| WHAT YOU SHOULD DO |
Number of lines with the string "target" in the entries below: report it, and nothing besides.

**** WORKING DATA ****

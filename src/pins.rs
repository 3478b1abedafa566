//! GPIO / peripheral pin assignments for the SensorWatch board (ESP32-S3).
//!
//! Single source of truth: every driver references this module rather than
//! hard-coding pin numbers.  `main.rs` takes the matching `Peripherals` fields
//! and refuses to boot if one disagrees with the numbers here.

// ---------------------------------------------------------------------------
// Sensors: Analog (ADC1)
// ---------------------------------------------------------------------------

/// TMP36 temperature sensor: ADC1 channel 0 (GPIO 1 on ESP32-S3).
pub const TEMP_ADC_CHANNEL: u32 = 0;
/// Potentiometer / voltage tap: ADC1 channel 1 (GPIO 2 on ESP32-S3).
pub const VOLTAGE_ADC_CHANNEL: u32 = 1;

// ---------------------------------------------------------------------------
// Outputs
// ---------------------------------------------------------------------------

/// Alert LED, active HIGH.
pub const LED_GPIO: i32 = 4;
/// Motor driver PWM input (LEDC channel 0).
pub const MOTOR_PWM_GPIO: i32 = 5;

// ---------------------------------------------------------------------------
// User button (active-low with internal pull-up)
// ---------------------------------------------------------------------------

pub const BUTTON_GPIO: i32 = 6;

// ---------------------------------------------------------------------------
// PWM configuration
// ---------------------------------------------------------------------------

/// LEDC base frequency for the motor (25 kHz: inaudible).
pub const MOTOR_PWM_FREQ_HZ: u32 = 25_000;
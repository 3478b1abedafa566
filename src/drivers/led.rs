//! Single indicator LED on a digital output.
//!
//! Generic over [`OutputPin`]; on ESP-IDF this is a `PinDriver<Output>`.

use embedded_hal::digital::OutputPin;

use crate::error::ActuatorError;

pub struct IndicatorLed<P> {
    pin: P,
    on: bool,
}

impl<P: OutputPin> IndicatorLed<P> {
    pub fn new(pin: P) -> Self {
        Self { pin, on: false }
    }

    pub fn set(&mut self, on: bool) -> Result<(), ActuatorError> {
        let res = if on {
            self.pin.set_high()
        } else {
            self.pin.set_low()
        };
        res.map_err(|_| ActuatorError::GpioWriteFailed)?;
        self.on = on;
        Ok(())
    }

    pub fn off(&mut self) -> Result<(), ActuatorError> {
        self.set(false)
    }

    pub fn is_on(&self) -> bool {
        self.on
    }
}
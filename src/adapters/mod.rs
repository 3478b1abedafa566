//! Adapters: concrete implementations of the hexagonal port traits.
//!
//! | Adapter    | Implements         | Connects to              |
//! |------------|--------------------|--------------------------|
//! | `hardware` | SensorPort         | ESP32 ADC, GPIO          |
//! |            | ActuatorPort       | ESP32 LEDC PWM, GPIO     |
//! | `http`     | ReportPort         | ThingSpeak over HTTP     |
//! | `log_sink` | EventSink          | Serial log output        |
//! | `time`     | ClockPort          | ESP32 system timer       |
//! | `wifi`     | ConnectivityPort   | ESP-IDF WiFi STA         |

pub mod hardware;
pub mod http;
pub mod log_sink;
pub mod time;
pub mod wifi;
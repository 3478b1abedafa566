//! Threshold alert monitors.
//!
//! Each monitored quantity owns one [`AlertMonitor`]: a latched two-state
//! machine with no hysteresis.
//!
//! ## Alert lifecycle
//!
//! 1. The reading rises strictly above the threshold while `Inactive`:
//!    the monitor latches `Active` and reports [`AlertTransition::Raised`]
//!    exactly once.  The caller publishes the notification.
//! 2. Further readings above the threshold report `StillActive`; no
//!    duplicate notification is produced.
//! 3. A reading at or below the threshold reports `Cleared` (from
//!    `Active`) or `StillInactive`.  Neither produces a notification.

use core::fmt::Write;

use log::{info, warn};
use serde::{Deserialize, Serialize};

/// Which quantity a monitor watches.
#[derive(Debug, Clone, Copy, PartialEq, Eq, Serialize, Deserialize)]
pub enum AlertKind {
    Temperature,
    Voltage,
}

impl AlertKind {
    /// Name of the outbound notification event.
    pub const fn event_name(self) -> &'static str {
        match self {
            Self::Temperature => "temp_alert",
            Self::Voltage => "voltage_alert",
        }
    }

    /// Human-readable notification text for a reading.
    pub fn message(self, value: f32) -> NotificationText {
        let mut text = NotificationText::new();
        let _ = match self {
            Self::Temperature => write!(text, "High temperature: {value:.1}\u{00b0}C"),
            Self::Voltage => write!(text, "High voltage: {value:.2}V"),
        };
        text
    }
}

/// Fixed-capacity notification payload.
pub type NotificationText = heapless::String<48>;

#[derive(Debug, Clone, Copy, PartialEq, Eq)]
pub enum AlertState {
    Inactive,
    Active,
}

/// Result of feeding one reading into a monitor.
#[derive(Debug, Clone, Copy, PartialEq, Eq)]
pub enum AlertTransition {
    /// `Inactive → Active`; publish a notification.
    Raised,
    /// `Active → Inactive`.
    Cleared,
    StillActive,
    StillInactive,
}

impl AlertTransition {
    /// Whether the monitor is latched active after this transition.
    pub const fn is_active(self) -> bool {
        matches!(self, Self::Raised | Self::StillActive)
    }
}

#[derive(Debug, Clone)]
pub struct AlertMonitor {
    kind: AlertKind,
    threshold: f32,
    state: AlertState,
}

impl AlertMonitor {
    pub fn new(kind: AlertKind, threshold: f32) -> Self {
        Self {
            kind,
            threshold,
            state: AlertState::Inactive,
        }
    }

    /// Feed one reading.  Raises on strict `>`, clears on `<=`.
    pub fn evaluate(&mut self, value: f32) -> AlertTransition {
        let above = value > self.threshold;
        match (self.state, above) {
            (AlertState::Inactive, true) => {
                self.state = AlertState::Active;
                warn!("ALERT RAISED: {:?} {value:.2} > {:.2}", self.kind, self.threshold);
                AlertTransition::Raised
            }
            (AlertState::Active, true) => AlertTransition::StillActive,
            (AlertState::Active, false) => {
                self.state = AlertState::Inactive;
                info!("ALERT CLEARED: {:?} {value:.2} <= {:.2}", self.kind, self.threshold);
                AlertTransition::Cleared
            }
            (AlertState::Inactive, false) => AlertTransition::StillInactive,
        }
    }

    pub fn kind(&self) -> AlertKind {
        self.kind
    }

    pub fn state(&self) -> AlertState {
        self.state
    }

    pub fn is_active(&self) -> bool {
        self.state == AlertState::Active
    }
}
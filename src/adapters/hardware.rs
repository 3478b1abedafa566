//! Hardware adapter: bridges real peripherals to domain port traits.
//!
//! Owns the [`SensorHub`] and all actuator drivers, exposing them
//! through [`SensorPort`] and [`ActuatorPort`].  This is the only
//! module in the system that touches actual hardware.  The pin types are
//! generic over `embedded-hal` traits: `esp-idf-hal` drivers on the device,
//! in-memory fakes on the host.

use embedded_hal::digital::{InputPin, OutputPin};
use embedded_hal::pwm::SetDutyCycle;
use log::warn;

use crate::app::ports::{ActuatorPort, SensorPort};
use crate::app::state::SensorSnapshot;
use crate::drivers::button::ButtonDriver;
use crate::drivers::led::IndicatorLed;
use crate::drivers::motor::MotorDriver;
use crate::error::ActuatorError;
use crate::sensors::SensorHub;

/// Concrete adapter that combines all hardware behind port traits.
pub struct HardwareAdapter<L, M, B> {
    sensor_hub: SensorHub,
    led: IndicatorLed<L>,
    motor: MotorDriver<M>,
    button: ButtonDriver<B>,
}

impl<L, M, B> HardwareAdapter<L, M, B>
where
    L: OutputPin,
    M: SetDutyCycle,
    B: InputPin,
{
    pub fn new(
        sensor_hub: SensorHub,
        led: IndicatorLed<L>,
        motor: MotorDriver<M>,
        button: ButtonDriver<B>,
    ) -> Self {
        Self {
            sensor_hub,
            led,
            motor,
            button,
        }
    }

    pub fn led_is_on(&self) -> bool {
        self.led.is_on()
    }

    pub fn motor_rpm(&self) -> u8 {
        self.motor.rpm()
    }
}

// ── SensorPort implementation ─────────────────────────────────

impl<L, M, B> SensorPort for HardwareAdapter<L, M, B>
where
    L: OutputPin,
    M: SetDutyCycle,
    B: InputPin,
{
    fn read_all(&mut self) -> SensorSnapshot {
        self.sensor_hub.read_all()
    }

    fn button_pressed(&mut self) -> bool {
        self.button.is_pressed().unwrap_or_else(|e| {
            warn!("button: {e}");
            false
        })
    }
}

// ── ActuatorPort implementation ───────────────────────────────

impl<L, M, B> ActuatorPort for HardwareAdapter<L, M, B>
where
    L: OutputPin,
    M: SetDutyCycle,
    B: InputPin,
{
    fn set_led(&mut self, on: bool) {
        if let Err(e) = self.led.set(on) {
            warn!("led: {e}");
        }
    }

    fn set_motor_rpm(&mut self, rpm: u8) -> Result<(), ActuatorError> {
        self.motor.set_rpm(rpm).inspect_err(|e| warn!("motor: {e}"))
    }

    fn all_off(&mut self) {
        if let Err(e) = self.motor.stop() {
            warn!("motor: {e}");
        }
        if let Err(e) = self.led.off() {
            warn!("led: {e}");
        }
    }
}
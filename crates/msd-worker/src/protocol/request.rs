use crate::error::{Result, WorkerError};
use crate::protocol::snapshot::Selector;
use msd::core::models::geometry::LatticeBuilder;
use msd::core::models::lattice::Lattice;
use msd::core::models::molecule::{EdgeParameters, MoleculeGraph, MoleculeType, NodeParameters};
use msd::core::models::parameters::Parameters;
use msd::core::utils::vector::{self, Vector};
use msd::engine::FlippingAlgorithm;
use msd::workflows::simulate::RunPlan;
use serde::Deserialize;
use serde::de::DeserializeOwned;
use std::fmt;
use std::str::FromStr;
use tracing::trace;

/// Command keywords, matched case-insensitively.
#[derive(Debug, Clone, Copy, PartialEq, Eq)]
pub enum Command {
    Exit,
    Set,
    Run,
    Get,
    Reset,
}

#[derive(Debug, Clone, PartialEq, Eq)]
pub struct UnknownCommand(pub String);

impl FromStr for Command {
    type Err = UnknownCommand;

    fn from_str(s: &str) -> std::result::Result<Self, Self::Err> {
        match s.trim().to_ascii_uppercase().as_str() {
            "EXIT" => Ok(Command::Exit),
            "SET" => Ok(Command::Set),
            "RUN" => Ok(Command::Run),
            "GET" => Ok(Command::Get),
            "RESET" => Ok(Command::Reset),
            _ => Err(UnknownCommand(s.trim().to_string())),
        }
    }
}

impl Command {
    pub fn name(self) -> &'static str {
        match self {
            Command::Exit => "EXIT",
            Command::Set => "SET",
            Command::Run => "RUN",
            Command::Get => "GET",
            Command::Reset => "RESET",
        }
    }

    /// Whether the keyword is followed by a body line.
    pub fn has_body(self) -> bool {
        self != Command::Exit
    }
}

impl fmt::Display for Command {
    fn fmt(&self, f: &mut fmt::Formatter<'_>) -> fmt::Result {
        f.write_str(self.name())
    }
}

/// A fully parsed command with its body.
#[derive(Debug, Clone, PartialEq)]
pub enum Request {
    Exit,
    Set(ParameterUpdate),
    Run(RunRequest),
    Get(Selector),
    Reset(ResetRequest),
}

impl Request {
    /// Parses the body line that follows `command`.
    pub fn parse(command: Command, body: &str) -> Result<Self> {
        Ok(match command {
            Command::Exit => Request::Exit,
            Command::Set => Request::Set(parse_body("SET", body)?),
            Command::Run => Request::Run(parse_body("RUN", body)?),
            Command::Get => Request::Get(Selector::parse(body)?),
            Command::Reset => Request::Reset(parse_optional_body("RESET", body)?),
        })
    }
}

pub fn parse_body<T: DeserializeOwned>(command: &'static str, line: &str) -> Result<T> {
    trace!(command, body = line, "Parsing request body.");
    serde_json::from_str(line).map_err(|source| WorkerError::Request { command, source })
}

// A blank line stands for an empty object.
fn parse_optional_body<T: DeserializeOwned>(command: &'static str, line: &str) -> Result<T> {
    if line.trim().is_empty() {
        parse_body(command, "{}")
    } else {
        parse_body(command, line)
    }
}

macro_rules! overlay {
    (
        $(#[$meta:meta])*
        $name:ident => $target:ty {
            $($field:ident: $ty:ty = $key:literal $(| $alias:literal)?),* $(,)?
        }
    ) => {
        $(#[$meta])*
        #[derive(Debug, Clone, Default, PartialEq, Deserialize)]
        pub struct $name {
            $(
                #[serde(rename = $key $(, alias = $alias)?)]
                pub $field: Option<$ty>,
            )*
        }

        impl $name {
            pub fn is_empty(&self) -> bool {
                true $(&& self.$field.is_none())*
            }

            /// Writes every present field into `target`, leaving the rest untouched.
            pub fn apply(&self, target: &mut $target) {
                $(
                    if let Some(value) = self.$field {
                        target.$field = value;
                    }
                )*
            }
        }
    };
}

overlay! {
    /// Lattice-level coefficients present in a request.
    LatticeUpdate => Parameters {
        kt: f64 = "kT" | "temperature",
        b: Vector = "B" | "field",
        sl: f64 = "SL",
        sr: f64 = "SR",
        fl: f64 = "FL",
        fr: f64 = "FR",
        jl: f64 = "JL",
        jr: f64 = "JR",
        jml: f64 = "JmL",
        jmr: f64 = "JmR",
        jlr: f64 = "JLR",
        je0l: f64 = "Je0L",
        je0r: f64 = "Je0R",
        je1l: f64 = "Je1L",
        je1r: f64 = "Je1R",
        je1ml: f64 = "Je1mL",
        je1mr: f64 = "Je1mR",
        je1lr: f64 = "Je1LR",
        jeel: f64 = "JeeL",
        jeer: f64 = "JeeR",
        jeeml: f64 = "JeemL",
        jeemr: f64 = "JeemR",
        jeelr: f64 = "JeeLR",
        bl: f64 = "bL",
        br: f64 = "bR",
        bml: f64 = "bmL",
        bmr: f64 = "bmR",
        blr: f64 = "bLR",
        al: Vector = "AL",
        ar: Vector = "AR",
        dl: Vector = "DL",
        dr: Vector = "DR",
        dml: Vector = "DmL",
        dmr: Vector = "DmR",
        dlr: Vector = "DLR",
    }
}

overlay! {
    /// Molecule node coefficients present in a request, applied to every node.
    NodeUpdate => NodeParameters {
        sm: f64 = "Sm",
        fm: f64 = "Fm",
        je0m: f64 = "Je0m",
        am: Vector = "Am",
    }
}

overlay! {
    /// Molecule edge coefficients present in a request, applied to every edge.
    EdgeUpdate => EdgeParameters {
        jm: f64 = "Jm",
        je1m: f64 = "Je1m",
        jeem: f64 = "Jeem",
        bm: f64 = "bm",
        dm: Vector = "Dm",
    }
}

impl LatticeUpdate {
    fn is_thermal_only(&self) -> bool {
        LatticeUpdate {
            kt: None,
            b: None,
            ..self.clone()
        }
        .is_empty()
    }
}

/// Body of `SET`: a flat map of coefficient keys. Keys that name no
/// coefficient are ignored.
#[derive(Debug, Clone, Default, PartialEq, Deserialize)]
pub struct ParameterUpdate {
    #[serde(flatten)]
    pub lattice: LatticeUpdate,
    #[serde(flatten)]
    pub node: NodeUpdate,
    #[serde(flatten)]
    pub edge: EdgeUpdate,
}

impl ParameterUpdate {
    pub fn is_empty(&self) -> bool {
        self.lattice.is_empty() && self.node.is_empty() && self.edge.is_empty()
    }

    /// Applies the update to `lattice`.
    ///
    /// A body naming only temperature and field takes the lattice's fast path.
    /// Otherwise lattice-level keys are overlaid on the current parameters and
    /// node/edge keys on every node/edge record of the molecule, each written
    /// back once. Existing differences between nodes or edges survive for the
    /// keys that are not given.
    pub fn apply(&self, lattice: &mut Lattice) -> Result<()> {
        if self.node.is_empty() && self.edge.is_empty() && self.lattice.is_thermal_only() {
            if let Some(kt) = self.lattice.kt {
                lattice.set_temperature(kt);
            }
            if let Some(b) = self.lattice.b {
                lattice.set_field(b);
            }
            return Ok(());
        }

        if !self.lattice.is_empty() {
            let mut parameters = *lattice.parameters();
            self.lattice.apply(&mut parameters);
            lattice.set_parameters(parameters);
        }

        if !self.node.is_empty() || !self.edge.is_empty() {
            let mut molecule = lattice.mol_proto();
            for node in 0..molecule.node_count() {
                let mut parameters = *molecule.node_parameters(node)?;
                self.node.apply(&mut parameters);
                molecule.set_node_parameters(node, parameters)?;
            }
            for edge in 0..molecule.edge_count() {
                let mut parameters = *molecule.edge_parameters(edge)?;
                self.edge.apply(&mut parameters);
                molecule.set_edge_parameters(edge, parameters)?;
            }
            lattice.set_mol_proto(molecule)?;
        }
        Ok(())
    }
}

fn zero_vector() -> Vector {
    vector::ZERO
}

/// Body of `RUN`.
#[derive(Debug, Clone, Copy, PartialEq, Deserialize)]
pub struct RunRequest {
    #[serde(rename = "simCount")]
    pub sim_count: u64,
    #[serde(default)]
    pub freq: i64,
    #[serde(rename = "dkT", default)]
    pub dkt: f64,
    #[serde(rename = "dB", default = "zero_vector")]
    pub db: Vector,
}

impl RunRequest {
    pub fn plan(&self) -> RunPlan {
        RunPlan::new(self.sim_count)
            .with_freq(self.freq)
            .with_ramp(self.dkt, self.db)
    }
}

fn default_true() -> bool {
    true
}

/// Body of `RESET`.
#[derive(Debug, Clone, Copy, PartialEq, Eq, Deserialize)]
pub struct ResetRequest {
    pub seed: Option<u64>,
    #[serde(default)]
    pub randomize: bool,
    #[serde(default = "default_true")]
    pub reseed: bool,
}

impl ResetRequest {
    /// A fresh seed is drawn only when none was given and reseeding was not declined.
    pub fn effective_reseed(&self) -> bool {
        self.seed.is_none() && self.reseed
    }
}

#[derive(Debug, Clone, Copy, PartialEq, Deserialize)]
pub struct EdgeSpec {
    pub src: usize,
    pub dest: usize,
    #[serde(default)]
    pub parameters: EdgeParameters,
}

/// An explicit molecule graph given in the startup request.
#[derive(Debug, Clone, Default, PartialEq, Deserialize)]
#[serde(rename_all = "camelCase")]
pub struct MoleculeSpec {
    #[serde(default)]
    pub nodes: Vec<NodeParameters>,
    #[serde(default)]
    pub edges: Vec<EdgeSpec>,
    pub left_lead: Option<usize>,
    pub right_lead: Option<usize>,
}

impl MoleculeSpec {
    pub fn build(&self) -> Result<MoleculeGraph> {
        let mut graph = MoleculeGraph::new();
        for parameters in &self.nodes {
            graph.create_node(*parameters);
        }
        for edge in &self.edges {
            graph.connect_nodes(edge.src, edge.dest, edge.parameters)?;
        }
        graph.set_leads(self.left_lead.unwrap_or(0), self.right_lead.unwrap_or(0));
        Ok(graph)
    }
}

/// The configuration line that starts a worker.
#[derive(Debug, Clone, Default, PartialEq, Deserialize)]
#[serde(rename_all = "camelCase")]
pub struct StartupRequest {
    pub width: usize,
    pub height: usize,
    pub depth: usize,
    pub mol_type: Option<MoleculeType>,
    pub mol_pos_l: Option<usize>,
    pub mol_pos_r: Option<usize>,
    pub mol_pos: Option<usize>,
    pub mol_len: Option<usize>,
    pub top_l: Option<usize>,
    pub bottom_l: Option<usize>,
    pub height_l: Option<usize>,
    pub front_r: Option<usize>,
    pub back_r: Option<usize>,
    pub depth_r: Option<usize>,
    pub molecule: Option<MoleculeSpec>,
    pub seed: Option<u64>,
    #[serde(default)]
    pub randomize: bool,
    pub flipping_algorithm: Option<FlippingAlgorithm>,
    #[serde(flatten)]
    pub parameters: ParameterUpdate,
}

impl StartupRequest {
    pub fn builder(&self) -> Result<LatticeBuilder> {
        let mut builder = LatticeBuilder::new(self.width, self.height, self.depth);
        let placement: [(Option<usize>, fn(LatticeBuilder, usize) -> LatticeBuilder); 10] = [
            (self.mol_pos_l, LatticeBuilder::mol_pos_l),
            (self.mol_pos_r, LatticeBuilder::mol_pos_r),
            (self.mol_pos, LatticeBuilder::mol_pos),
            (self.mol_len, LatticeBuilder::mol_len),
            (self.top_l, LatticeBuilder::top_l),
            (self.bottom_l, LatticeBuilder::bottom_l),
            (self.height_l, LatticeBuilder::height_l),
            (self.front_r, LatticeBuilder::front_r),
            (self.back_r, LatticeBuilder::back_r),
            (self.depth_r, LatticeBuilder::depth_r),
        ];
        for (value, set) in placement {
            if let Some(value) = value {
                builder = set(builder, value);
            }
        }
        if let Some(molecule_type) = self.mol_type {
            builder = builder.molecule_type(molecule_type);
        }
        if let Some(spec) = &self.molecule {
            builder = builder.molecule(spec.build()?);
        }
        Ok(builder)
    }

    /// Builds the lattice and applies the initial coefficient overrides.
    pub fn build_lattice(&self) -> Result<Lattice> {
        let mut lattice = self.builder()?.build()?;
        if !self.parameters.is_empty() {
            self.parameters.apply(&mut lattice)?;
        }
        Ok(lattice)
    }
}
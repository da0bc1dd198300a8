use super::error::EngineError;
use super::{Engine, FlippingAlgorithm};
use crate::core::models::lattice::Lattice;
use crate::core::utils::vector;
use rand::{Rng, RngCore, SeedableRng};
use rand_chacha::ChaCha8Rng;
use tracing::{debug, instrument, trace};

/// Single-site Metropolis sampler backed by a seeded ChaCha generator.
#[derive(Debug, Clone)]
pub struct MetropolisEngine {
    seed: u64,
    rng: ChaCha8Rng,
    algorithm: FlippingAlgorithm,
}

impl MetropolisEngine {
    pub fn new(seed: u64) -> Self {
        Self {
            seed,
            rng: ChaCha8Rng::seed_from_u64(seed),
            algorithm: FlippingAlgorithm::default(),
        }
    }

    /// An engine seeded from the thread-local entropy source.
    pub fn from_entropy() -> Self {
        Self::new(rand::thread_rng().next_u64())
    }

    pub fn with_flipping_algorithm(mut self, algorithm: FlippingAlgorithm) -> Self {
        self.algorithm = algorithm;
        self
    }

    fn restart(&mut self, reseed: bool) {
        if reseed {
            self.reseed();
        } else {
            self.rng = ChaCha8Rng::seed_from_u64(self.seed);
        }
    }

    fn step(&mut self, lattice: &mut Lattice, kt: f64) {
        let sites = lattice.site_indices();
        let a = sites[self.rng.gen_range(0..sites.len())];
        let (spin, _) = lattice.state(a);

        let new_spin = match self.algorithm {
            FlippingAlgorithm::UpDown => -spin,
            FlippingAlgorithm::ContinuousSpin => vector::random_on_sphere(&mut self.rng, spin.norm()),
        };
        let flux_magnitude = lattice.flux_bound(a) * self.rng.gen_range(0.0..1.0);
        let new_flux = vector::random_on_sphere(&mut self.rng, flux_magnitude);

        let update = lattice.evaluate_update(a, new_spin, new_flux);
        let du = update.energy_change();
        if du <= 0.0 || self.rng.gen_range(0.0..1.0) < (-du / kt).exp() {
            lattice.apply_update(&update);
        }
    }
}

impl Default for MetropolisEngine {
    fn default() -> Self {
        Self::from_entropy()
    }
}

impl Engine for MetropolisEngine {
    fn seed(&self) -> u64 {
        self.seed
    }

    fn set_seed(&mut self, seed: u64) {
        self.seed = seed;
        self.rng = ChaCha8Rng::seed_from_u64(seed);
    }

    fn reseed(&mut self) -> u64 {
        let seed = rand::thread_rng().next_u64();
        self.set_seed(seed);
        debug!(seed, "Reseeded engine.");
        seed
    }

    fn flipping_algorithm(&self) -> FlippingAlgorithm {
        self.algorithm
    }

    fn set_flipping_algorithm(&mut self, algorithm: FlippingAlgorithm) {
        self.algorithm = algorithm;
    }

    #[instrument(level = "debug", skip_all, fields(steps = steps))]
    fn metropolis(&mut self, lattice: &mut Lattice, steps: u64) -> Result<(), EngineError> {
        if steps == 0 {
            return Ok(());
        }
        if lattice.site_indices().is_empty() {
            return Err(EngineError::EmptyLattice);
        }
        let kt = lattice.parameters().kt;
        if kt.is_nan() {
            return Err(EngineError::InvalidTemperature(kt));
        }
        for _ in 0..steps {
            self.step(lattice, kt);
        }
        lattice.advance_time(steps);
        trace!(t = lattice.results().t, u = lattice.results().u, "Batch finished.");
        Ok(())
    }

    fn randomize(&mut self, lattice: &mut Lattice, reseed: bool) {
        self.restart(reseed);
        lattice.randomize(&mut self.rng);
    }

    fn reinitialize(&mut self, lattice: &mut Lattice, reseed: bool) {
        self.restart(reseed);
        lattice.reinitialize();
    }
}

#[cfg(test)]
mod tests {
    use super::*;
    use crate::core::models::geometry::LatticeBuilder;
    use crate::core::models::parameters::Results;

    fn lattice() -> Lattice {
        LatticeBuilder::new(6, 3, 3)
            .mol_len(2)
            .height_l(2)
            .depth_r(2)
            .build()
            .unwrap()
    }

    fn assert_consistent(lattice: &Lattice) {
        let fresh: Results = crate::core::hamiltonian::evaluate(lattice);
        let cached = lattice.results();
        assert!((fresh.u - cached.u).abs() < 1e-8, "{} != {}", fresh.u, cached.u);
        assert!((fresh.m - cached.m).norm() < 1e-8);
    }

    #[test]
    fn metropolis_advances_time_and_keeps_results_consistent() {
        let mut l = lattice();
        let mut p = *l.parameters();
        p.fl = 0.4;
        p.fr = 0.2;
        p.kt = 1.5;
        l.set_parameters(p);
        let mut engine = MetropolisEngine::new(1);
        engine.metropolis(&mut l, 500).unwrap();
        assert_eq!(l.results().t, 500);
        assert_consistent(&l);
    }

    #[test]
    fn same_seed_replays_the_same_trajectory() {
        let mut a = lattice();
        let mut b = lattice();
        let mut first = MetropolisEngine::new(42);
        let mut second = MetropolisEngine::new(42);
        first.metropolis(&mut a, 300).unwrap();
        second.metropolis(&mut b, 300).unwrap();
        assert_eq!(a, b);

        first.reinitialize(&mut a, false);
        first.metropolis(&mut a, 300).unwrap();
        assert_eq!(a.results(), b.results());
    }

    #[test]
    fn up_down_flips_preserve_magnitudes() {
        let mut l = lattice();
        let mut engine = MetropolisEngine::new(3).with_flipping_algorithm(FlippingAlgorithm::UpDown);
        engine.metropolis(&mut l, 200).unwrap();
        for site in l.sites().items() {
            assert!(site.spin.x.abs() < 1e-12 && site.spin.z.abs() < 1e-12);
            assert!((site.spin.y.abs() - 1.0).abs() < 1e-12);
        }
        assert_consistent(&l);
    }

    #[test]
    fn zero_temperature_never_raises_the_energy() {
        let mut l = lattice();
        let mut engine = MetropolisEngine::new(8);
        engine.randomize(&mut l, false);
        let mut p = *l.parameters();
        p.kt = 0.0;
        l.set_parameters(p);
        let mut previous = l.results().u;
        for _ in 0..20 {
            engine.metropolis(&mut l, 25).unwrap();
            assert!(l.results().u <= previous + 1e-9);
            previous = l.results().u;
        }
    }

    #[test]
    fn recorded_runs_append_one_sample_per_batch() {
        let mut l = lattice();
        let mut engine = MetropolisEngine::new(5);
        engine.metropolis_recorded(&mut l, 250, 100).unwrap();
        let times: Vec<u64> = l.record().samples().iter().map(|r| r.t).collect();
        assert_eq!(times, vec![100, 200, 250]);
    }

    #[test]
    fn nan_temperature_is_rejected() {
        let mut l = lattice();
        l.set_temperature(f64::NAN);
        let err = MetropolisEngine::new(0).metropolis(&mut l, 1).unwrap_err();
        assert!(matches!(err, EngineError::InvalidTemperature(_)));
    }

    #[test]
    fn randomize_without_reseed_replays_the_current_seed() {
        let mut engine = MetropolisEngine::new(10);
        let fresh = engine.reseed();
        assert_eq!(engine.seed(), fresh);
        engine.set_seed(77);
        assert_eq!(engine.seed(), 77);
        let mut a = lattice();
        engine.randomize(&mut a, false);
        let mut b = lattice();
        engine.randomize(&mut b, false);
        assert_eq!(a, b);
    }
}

****

| COMPLETED TASK |
4